C’è un bel modo di fare questo, e oggi io vorrei proporvelo: consiste nel dedicare un tempo, ogni sera, a un breve esame di coscienza. Cosa è successo oggi dentro di me? Questa è la domanda. Si tratta di rileggere la giornata con Gesù, rileggere la mia giornata: di aprirgli il cuore, di portare a Lui le persone, le scelte, le paure, le cadute e le speranze, tutte le cose che sono successe; per imparare gradualmente a guardare le cose con occhi diversi, con i suoi occhi e non solo con i nostri. Possiamo così rivivere l’esperienza di quei due discepoli. Davanti all’amore di Cristo, anche ciò che sembra faticoso e fallimentare può apparire sotto un’altra luce: una croce difficile da abbracciare, la scelta del perdono di fronte a un’offesa, una rivincita mancata, la fatica del lavoro, la sincerità che costa, le prove della vita familiare ci potranno apparire sotto una luce nuova, la luce del Crocifisso Risorto, che sa fare di ogni caduta un passo in avanti. Ma per fare questo è importante togliere le difese: lasciare tempo e spazio a Gesù, non nascondergli nulla, portargli le miserie, farsi ferire dalla sua verità, lasciare che il cuore vibri al soffio della sua Parola.

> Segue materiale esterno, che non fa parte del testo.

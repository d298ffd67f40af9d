use std::sync::Arc;

use axum::Router;
use fleetsync_api::{create_router, ApiConfig, AppState, Coordinator};
use fleetsync_core::SyncConfig;
use fleetsync_test_utils::fixtures::test_config;

pub fn test_coordinator() -> Arc<Coordinator> {
    test_coordinator_with(test_config())
}

pub fn test_coordinator_with(config: SyncConfig) -> Arc<Coordinator> {
    Arc::new(Coordinator::new(config).expect("test config must be valid"))
}

/// Full router over `coordinator`, CORS open as in development.
pub fn test_app(coordinator: Arc<Coordinator>) -> Router {
    create_router(AppState::new(coordinator, ApiConfig::default()))
}
//! Identity types for fleetsync entities

use chrono::{DateTime, Utc};
use serde::{Deserialize, Serialize};
use sha2::{Digest, Sha256};
use std::fmt;
use uuid::Uuid;

/// Timestamp type using UTC timezone.
pub type Timestamp = DateTime<Utc>;

/// Whole milliseconds in `duration`, saturating at `u64::MAX`.
pub fn duration_millis(duration: std::time::Duration) -> u64 {
    u64::try_from(duration.as_millis()).unwrap_or(u64::MAX)
}

/// Generates the boilerplate shared by string-backed identifiers.
///
/// Agents and commands are named by the edge (hostnames, controller
/// serials, caller-chosen command ids), so these wrap a `String` rather
/// than a UUID.
macro_rules! string_id {
    ($(#[$meta:meta])* $name:ident) => {
        $(#[$meta])*
        #[derive(Debug, Clone, PartialEq, Eq, Hash, PartialOrd, Ord, Serialize, Deserialize)]
        #[cfg_attr(feature = "openapi", derive(utoipa::ToSchema))]
        #[serde(transparent)]
        pub struct $name(String);

        impl $name {
            /// Wrap an existing identifier.
            pub fn new(id: impl Into<String>) -> Self {
                Self(id.into())
            }

            /// Borrow the identifier as a string slice.
            pub fn as_str(&self) -> &str {
                &self.0
            }
        }

        impl fmt::Display for $name {
            fn fmt(&self, f: &mut fmt::Formatter<'_>) -> fmt::Result {
                f.write_str(&self.0)
            }
        }

        impl From<&str> for $name {
            fn from(value: &str) -> Self {
                Self(value.to_string())
            }
        }

        impl From<String> for $name {
            fn from(value: String) -> Self {
                Self(value)
            }
        }

        impl AsRef<str> for $name {
            fn as_ref(&self) -> &str {
                &self.0
            }
        }
    };
}

/// Generates the boilerplate shared by UUIDv7-backed identifiers.
macro_rules! uuid_id {
    ($(#[$meta:meta])* $name:ident) => {
        $(#[$meta])*
        #[derive(Debug, Clone, Copy, PartialEq, Eq, Hash, PartialOrd, Ord, Serialize, Deserialize)]
        #[cfg_attr(feature = "openapi", derive(utoipa::ToSchema))]
        #[serde(transparent)]
        pub struct $name(Uuid);

        impl $name {
            /// Generate a new timestamp-sortable identifier.
            pub fn now_v7() -> Self {
                Self(Uuid::now_v7())
            }

            /// Wrap an existing UUID.
            pub fn from_uuid(id: Uuid) -> Self {
                Self(id)
            }

            /// The underlying UUID.
            pub fn as_uuid(&self) -> Uuid {
                self.0
            }
        }

        impl fmt::Display for $name {
            fn fmt(&self, f: &mut fmt::Formatter<'_>) -> fmt::Result {
                write!(f, "{}", self.0)
            }
        }

        impl std::str::FromStr for $name {
            type Err = uuid::Error;

            fn from_str(s: &str) -> Result<Self, Self::Err> {
                Uuid::parse_str(s).map(Self)
            }
        }
    };
}

string_id!(
    /// Identifier of an edge agent (site controller or display host).
    AgentId
);

string_id!(
    /// Identifier of a dispatched command.
    CommandId
);

impl CommandId {
    /// Generate a fresh command identifier (UUIDv7, timestamp-sortable).
    pub fn generate() -> Self {
        Self(Uuid::now_v7().to_string())
    }
}

uuid_id!(
    /// Identifier of a detected conflict.
    ConflictId
);

uuid_id!(
    /// Identifier of a broadcast subscriber.
    SubscriberId
);

/// Compute the SHA-256 checksum of a JSON value as lowercase hex.
///
/// Object keys are hashed in sorted order, so structurally equal values
/// produce equal checksums whatever their insertion order.
pub fn compute_checksum(data: &serde_json::Value) -> String {
    let mut hasher = Sha256::new();
    write_canonical(data, &mut hasher);
    hex::encode(hasher.finalize())
}

fn write_canonical(value: &serde_json::Value, hasher: &mut Sha256) {
    match value {
        serde_json::Value::Object(map) => {
            let mut keys: Vec<&String> = map.keys().collect();
            keys.sort();
            hasher.update(b"{");
            for key in keys {
                hasher.update(serde_json::Value::String(key.clone()).to_string().as_bytes());
                hasher.update(b":");
                write_canonical(&map[key], hasher);
                hasher.update(b",");
            }
            hasher.update(b"}");
        }
        serde_json::Value::Array(items) => {
            hasher.update(b"[");
            for item in items {
                write_canonical(item, hasher);
                hasher.update(b",");
            }
            hasher.update(b"]");
        }
        scalar => hasher.update(scalar.to_string().as_bytes()),
    }
}

#[cfg(test)]
mod tests {
    use super::*;
    use serde_json::json;

    #[test]
    fn test_duration_millis_saturates() {
        use std::time::Duration;
        assert_eq!(duration_millis(Duration::from_millis(1500)), 1500);
        assert_eq!(duration_millis(Duration::from_micros(999)), 0);
        assert_eq!(duration_millis(Duration::MAX), u64::MAX);
    }

    #[test]
    fn test_string_id_roundtrip_display() {
        let id = AgentId::new("site-controller-7");
        assert_eq!(id.to_string(), "site-controller-7");
        assert_eq!(id.as_str(), "site-controller-7");
        assert_eq!(AgentId::from("site-controller-7"), id);
    }

    #[test]
    fn test_string_id_serializes_transparently() {
        let id = CommandId::new("cmd-1");
        let json = serde_json::to_string(&id).expect("serialize");
        assert_eq!(json, "\"cmd-1\"");
    }

    #[test]
    fn test_generated_command_ids_are_unique() {
        assert_ne!(CommandId::generate(), CommandId::generate());
    }

    #[test]
    fn test_uuid_id_parses_from_display() {
        let id = ConflictId::now_v7();
        let parsed: ConflictId = id.to_string().parse().expect("parse");
        assert_eq!(parsed, id);
    }

    #[test]
    fn test_checksum_ignores_key_order() {
        let a = json!({"title": "Lobby", "rotation": 30});
        let b = json!({"rotation": 30, "title": "Lobby"});
        assert_eq!(compute_checksum(&a), compute_checksum(&b));
        assert_ne!(compute_checksum(&a), compute_checksum(&json!({"title": "Lobby"})));
        assert_eq!(compute_checksum(&a).len(), 64);
    }
}
//! Shared enums
//!
//! Wire names are snake_case/lowercase to match what edge agents send.

use serde::{Deserialize, Serialize};
use std::fmt;
use std::str::FromStr;

// ============================================================================
// LIVENESS
// ============================================================================

/// Liveness status of an agent, either declared by the agent or computed
/// from heartbeat age.
#[derive(Debug, Clone, Copy, PartialEq, Eq, Hash, Serialize, Deserialize)]
#[cfg_attr(feature = "openapi", derive(utoipa::ToSchema))]
#[serde(rename_all = "lowercase")]
pub enum LivenessStatus {
    Online,
    Offline,
    Error,
}

impl LivenessStatus {
    pub fn as_str(&self) -> &'static str {
        match self {
            LivenessStatus::Online => "online",
            LivenessStatus::Offline => "offline",
            LivenessStatus::Error => "error",
        }
    }
}

impl fmt::Display for LivenessStatus {
    fn fmt(&self, f: &mut fmt::Formatter<'_>) -> fmt::Result {
        f.write_str(self.as_str())
    }
}

impl FromStr for LivenessStatus {
    type Err = EnumParseError;

    fn from_str(s: &str) -> Result<Self, Self::Err> {
        match s.to_lowercase().as_str() {
            "online" => Ok(LivenessStatus::Online),
            "offline" => Ok(LivenessStatus::Offline),
            "error" => Ok(LivenessStatus::Error),
            _ => Err(EnumParseError::new("liveness status", s)),
        }
    }
}

// ============================================================================
// CONFLICTS
// ============================================================================

/// Kind of disagreement between two views of a record.
#[derive(Debug, Clone, Copy, PartialEq, Eq, Hash, PartialOrd, Ord, Serialize, Deserialize)]
#[cfg_attr(feature = "openapi", derive(utoipa::ToSchema))]
#[serde(rename_all = "snake_case")]
pub enum ConflictType {
    DataMismatch,
    VersionConflict,
    TimestampConflict,
    DeleteConflict,
    CreateConflict,
    PermissionConflict,
}

impl ConflictType {
    pub const ALL: [ConflictType; 6] = [
        ConflictType::DataMismatch,
        ConflictType::VersionConflict,
        ConflictType::TimestampConflict,
        ConflictType::DeleteConflict,
        ConflictType::CreateConflict,
        ConflictType::PermissionConflict,
    ];

    pub fn as_str(&self) -> &'static str {
        match self {
            ConflictType::DataMismatch => "data_mismatch",
            ConflictType::VersionConflict => "version_conflict",
            ConflictType::TimestampConflict => "timestamp_conflict",
            ConflictType::DeleteConflict => "delete_conflict",
            ConflictType::CreateConflict => "create_conflict",
            ConflictType::PermissionConflict => "permission_conflict",
        }
    }
}

impl fmt::Display for ConflictType {
    fn fmt(&self, f: &mut fmt::Formatter<'_>) -> fmt::Result {
        f.write_str(self.as_str())
    }
}

impl FromStr for ConflictType {
    type Err = EnumParseError;

    fn from_str(s: &str) -> Result<Self, Self::Err> {
        ConflictType::ALL
            .into_iter()
            .find(|t| t.as_str() == s)
            .ok_or_else(|| EnumParseError::new("conflict type", s))
    }
}

/// How a conflict is (or is to be) resolved.
///
/// `WebAdminWins` keeps the coordinator's copy, `ControllerWins` keeps the
/// edge agent's copy.
#[derive(
    Debug, Clone, Copy, Default, PartialEq, Eq, Hash, PartialOrd, Ord, Serialize, Deserialize,
)]
#[cfg_attr(feature = "openapi", derive(utoipa::ToSchema))]
#[serde(rename_all = "snake_case")]
pub enum Resolution {
    WebAdminWins,
    ControllerWins,
    Merge,
    #[default]
    Manual,
    LastWriterWins,
    Versioned,
}

impl Resolution {
    pub fn as_str(&self) -> &'static str {
        match self {
            Resolution::WebAdminWins => "web_admin_wins",
            Resolution::ControllerWins => "controller_wins",
            Resolution::Merge => "merge",
            Resolution::Manual => "manual",
            Resolution::LastWriterWins => "last_writer_wins",
            Resolution::Versioned => "versioned",
        }
    }
}

impl fmt::Display for Resolution {
    fn fmt(&self, f: &mut fmt::Formatter<'_>) -> fmt::Result {
        f.write_str(self.as_str())
    }
}

// ============================================================================
// COMMANDS
// ============================================================================

/// Lifecycle state of a dispatched command.
///
/// ```text
/// Enqueued ── poll ──→ Delivered ──┬── response ──→ Responded
///                                  └── deadline ──→ TimedOut
/// ```
#[derive(Debug, Clone, Copy, PartialEq, Eq, Hash, Serialize, Deserialize)]
#[cfg_attr(feature = "openapi", derive(utoipa::ToSchema))]
#[serde(rename_all = "snake_case")]
pub enum CommandState {
    Enqueued,
    Delivered,
    Responded,
    TimedOut,
}

impl CommandState {
    /// True once no further response will be accepted.
    pub fn is_terminal(&self) -> bool {
        matches!(self, CommandState::Responded | CommandState::TimedOut)
    }
}

// ============================================================================
// PARSE ERROR
// ============================================================================

/// Error when parsing an enum from its wire name.
#[derive(Debug, Clone, PartialEq, Eq)]
pub struct EnumParseError {
    pub kind: &'static str,
    pub value: String,
}

impl EnumParseError {
    fn new(kind: &'static str, value: &str) -> Self {
        Self {
            kind,
            value: value.to_string(),
        }
    }
}

impl fmt::Display for EnumParseError {
    fn fmt(&self, f: &mut fmt::Formatter<'_>) -> fmt::Result {
        write!(f, "Invalid {}: {}", self.kind, self.value)
    }
}

impl std::error::Error for EnumParseError {}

Possiamo cominciare oggi, dedicare, questa sera, un momento di preghiera durante il quale chiederci: com’è stata la mia giornata? Quali gioie, quali tristezze, quali noiosità… Come è stata, cosa è successo? Quali sono state le sue perle, magari nascoste, per cui ringraziare? C’è stato un po’ di amore in quello che ho fatto? E quali sono le cadute, le tristezze, i dubbi e le paure da portare a Gesù perché mi apra vie nuove, mi risollevi e mi incoraggi? Maria, Vergine sapiente, ci aiuti a riconoscere Gesù che cammina con noi e a rileggere – ecco la parola: rileggere – davanti a Lui ogni giorno della nostra vita.